Introduction: Non-invasive Mechanical Ventilation (NIV) is a better alternative for treating respiratory failures of any cause compared to invasive ventilation. Various factors influence the outcomes of patients treated with NIV in acute respiratory failure secondary to Chronic Obstructive Pulmonary Disease (COPD).
Aim: To determine the possible early predictors and associated factors influencing the outcome of NIV in acute respiratory failure due to COPD patients.
Materials and Methods: This was hospital-based observational study undertaken at SRM Medical Hospital and Research Centre in the Respiratory Medicine Department, after obtaining ethical clearance and informed patient consent. All patients with COPD exacerbation were admitted to the respiratory medicine ward. An Arterial Blood Gas (ABG) analysis was carried out, and those patients with type 2 respiratory failure were included in the study. This study included 42 patients with acute respiratory failure secondary to COPD requiring NIV. Data of patients ABG parameter, heart rate, blood pressure, and respiratory rate baseline values were noted and at an interval of one hour, six hours, and every 24 hours were recorded. The outcome was divided into two categories depending upon whether patients improved or required invasive ventilation. Data were entered in Microsoft Excel datasheet and was analysed using Statistical Package For The Social Sciences (SPSS) 22 version software.

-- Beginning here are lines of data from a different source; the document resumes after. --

// HTTP client for drift endpoints
//
// Deployed endpoints answer in three shapes: the bare body, the proxy envelope
// with `body` as a JSON string, or the envelope with `body` already an object.
// All three decode to the same outcome.

use crate::models::response::DriftResponseBody;
use serde::Serialize;
use serde_json::Value;
use std::time::Duration;
use thiserror::Error;
use tracing::debug;

pub const MIN_TIMEOUT_SECS: u64 = 1;
pub const MAX_TIMEOUT_SECS: u64 = 300;

#[derive(Debug, Error)]
pub enum ClientError {
    #[error("Invalid timeout: {0}s. Must be between 1 and 300 seconds")]
    InvalidTimeout(u64),

    #[error("HTTP error: {0}")]
    Http(#[from] reqwest::Error),

    #[error("Could not decode response: {0}")]
    Decode(String),
}

pub type ClientResult<T> = Result<T, ClientError>;

/// A decoded drift response
#[derive(Debug, Clone, PartialEq)]
pub struct ProbeOutcome {
    /// Status of the HTTP response itself
    pub http_status: u16,
    /// The envelope's `statusCode` when there is one, else `http_status`
    pub status: u16,
    pub body: DriftResponseBody,
    /// Inner body as received
    pub raw: Value,
    /// `body` arrived as a JSON string inside the envelope
    pub double_encoded: bool,
}

impl ProbeOutcome {
    pub fn is_success(&self) -> bool {
        (200..300).contains(&self.status) && self.body.error.is_none()
    }
}

pub fn decode_response(http_status: u16, text: &str) -> ClientResult<ProbeOutcome> {
    let value: Value = serde_json::from_str(text)
        .map_err(|e| ClientError::Decode(format!("response is not JSON ({}): {}", e, preview(text))))?;

    let envelope_status = value
        .get("statusCode")
        .and_then(Value::as_u64)
        .and_then(|s| u16::try_from(s).ok());

    let (status, raw, double_encoded) = match (envelope_status, value.get("body")) {
        (Some(status), Some(Value::String(inner))) => {
            let raw = serde_json::from_str(inner)
                .map_err(|e| ClientError::Decode(format!("envelope body is not JSON: {}", e)))?;
            (status, raw, true)
        }
        (Some(status), Some(inner @ Value::Object(_))) => (status, inner.clone(), false),
        (Some(_), _) => {
            return Err(ClientError::Decode(
                "envelope has no usable body".to_string(),
            ))
        }
        (None, _) => (http_status, value, false),
    };

    let body = serde_json::from_value(raw.clone())
        .map_err(|e| ClientError::Decode(format!("unexpected body fields: {}", e)))?;

    Ok(ProbeOutcome {
        http_status,
        status,
        body,
        raw,
        double_encoded,
    })
}

fn preview(text: &str) -> String {
    text.chars().take(120).collect()
}

pub struct DriftClient {
    http: reqwest::Client,
    endpoint: String,
}

impl DriftClient {
    pub fn new(endpoint: impl Into<String>, timeout_secs: u64) -> ClientResult<Self> {
        if !(MIN_TIMEOUT_SECS..=MAX_TIMEOUT_SECS).contains(&timeout_secs) {
            return Err(ClientError::InvalidTimeout(timeout_secs));
        }

        let http = reqwest::Client::builder()
            .timeout(Duration::from_secs(timeout_secs))
            .build()?;

        Ok(Self {
            http,
            endpoint: endpoint.into(),
        })
    }

    pub fn endpoint(&self) -> &str {
        &self.endpoint
    }

    /// POST a payload and decode whatever shape comes back
    pub async fn analyze<T: Serialize + ?Sized>(&self, payload: &T) -> ClientResult<ProbeOutcome> {
        let response = self.http.post(&self.endpoint).json(payload).send().await?;
        let http_status = response.status().as_u16();
        let text = response.text().await?;

        debug!(endpoint = %self.endpoint, http_status, bytes = text.len(), "Drift response");
        decode_response(http_status, &text)
    }
}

Results: Of 42 patients, 30 (71.42%) were treated successfully with NIV, while 12(28.57%) required invasive ventilation and were declared NIV failure (requiring invasive ventilation). Among the patients, it was observed that patients with mean age >60 years, BMI >26.5, baseline pH <7.2, PaCO2 >78, heart rate >120, respiratory rate >40, co-morbidities and infective exacerbation were requiring invasive ventilation. It was also observed that among the failure category patients treated with conventional Spontaneous and Timed (S/T) mode showed more failure rates than Average Volume Assured Pressure Support (AVAPS) S/T mode.
Conclusion: Patients with acute respiratory failure secondary to COPD responds well to NIV. The baseline pH, PaCO2 , HR and Respiratory Rate (RR) before initiation of NIV predicts outcome. Also, age, BMI, associated comorbidities and mode of NIV predicts the outcome.